PASSION PROJECT: The need for LGBTQ+ friendly providers is acute because many of these patients may have experienced overt discrimination by physicians, or have been treated by someone insensitive or unknowledgeable about their particular needs. These unsatisfactory experiences make someone reluctant to seek any medical care. “I consider myself a member of the LGBT community, and for me and for just about everyone you talk to, bad experiences in health care settings are part of the way life is,” Williams says.
MORE TRAINING: Williams says med students only receive an average of five hours of LGBTQ-targeted care training during four years of school. Many physicians, though, would like to have more training to care for this community.
HOW IT WORKS: SpectrumScores users can search by specialty, provider name, condition, service offered, and then address, city, state, or zip code. The site is currently active in Philadelphia, Pittsburgh, Chicago, and New York. The Spectrum Score is based on four criteria: whether the office is a welcoming environment, if the provider has inclusive processes, LGBTQ+ knowledge, and overall satisfaction. Patients can leave reviews for providers that are either anonymous or include a username, sexual orientation or gender identity, and city.
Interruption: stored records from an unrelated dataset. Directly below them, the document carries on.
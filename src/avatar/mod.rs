//! The loaded character and everything that moves it.

pub mod animation;
pub mod binder;
pub mod blink;
pub mod character;
pub mod morph;

use crate::config::{AnimationConfig, LipsyncConfig};
use crate::lipsync::classifier::Classification;
use animation::{AnimationController, AnimationState, RestPoseCorrector};
use binder::{BindingStatus, MorphBinder, MorphBinding};
use blink::BlinkScheduler;
use character::Character;
use morph::MorphDriver;
use std::sync::Arc;
use std::time::Duration;

/// A character together with its binding, morph driver, animation
/// controller and blink schedule.
#[derive(Debug)]
pub struct Avatar {
    character: Character,
    binding: Arc<MorphBinding>,
    morph: MorphDriver,
    animation: AnimationController,
    blink: Option<BlinkScheduler>,
    clock: Duration,
}

impl Avatar {
    /// Bind morph channels, correct the rest pose and set up animation.
    ///
    /// # Arguments
    /// * `character` - Scene summary from the model loader
    /// * `lipsync` - Morph smoothing and jaw emphasis
    /// * `animation` - Crossfade, idle motion and blink settings
    /// * `corrector` - Rest-pose correction for this character's rig
    pub fn load(
        mut character: Character,
        lipsync: &LipsyncConfig,
        animation: &AnimationConfig,
        corrector: &dyn RestPoseCorrector,
    ) -> Self {
        let binding = Arc::new(MorphBinder::new().bind(&character));
        let morph = MorphDriver::new(Arc::clone(&binding), lipsync);
        let controller = AnimationController::load(&mut character, animation, corrector);
        let blink = (animation.blink_enabled && binding.can_blink()).then(BlinkScheduler::new);
        Self {
            character,
            binding,
            morph,
            animation: controller,
            blink,
            clock: Duration::ZERO,
        }
    }

    /// Replace the blink schedule, e.g. with a seeded one.
    pub fn with_blink(mut self, blink: Option<BlinkScheduler>) -> Self {
        self.blink = blink.filter(|_| self.binding.can_blink());
        self
    }

    pub fn character(&self) -> &Character {
        &self.character
    }

    pub fn binding(&self) -> &MorphBinding {
        &self.binding
    }

    pub fn binding_status(&self) -> BindingStatus {
        self.binding.status()
    }

    pub fn animation(&self) -> &AnimationController {
        &self.animation
    }

    pub fn state(&self) -> AnimationState {
        self.animation.state()
    }

    /// Returns false when `state` was already current.
    pub fn set_state(&mut self, state: AnimationState) -> bool {
        self.animation.set_state(state)
    }

    /// One smoothing step of the lip channels toward `classification`.
    pub fn apply(&mut self, classification: Classification) {
        self.morph.apply(&mut self.character, classification);
    }

    pub fn relax(&mut self) {
        self.morph.relax(&mut self.character);
    }

    /// Snap every lip channel (jaw included) to zero.
    pub fn zero_morphs(&mut self) {
        self.morph.zero(&mut self.character);
    }

    pub fn is_at_rest(&self) -> bool {
        self.morph.is_at_rest(&self.character)
    }

    /// Advance body animation and blinking by `dt`.
    pub fn tick(&mut self, dt: Duration) {
        self.clock += dt;
        self.animation.update(dt, &mut self.character);

        let talking = self.animation.state() == AnimationState::Talking;
        let Some(blink) = &mut self.blink else {
            return;
        };
        let weight = blink.update(self.clock, talking);
        for target in [&self.binding.blink_left, &self.binding.blink_right]
            .into_iter()
            .flatten()
        {
            self.character
                .set_weight(target.mesh, target.channel, weight * target.scale);
        }
    }
}

#[cfg(test)]
mod tests {
    use super::*;
    use crate::avatar::animation::{ArmsDownCorrector, NoCorrection};
    use crate::avatar::character::{ClipSet, MorphMesh};
    use crate::lipsync::viseme::Viseme;

    fn face() -> Character {
        Character::new("face")
            .with_mesh(MorphMesh::new(
                "Head",
                &["viseme_aa", "viseme_O", "eyeBlinkLeft", "eyeBlinkRight", "jawOpen"],
            ))
            .with_clips(ClipSet {
                idle: Some("Idle".into()),
                ..ClipSet::default()
            })
    }

    fn load(character: Character) -> Avatar {
        Avatar::load(
            character,
            &LipsyncConfig::default(),
            &AnimationConfig::default(),
            &NoCorrection,
        )
    }

    #[test]
    fn test_load_reports_partial_binding() {
        let avatar = load(face());
        match avatar.binding_status() {
            BindingStatus::Partial { missing } => assert!(missing.contains(&Viseme::SS)),
            other => panic!("unexpected status {:?}", other),
        }
        assert!(avatar.binding().can_blink());
    }

    #[test]
    fn test_apply_then_zero_leaves_mouth_at_rest() {
        let mut avatar = load(face());
        avatar.apply(Classification {
            viseme: Viseme::Aa,
            intensity: 1.0,
        });
        assert!(!avatar.is_at_rest());
        avatar.zero_morphs();
        assert!(avatar.is_at_rest());
        assert_eq!(avatar.character().weight_by_name("jawOpen"), Some(0.0));
    }

    #[test]
    fn test_blinks_while_idle_but_not_while_talking() {
        let mut avatar = load(face()).with_blink(Some(BlinkScheduler::with_seed(5)));
        let step = Duration::from_millis(10);

        let mut blinked = false;
        for _ in 0..700 {
            avatar.tick(step);
            blinked |= avatar.character().weight_by_name("eyeBlinkLeft") > Some(0.0);
        }
        assert!(blinked);

        avatar.set_state(AnimationState::Talking);
        let mut max = 0.0f32;
        // Let any blink in flight finish first.
        for _ in 0..20 {
            avatar.tick(step);
        }
        for _ in 0..1000 {
            avatar.tick(step);
            max = max.max(avatar.character().weight_by_name("eyeBlinkRight").unwrap_or(0.0));
        }
        assert_eq!(max, 0.0);
    }

    #[test]
    fn test_rest_pose_corrected_on_load() {
        let avatar = Avatar::load(
            Character::new("rig").with_bones(&["LeftArm", "RightArm"]),
            &LipsyncConfig::default(),
            &AnimationConfig::default(),
            &ArmsDownCorrector,
        );
        assert_eq!(avatar.character().bone("LeftArm").unwrap().rotation, [0.3, 0.0, -1.0]);
        assert_eq!(avatar.binding_status(), BindingStatus::AnimationOnly);
    }
}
SOME SAFEGUARDS: As medical students, Jain, Jeon, and Williams also understand the need to protect providers from some of the problems inherent in crowdsourcing. As a safeguard, they’re developing a reporting system where people can flag comments that are flagrantly inappropriate, and are working on bumping up comments that are rated by other users as helpful.
LOOKING AHEAD: The goal is to convert their email list of 2,000 names into people who leave reviews on the site, and expand into more cities. “We seem to have come up with a problem that people are incredibly passionate about solving,” Williams says. “We are first and foremost trying to use this tool to help as many patients as we can.”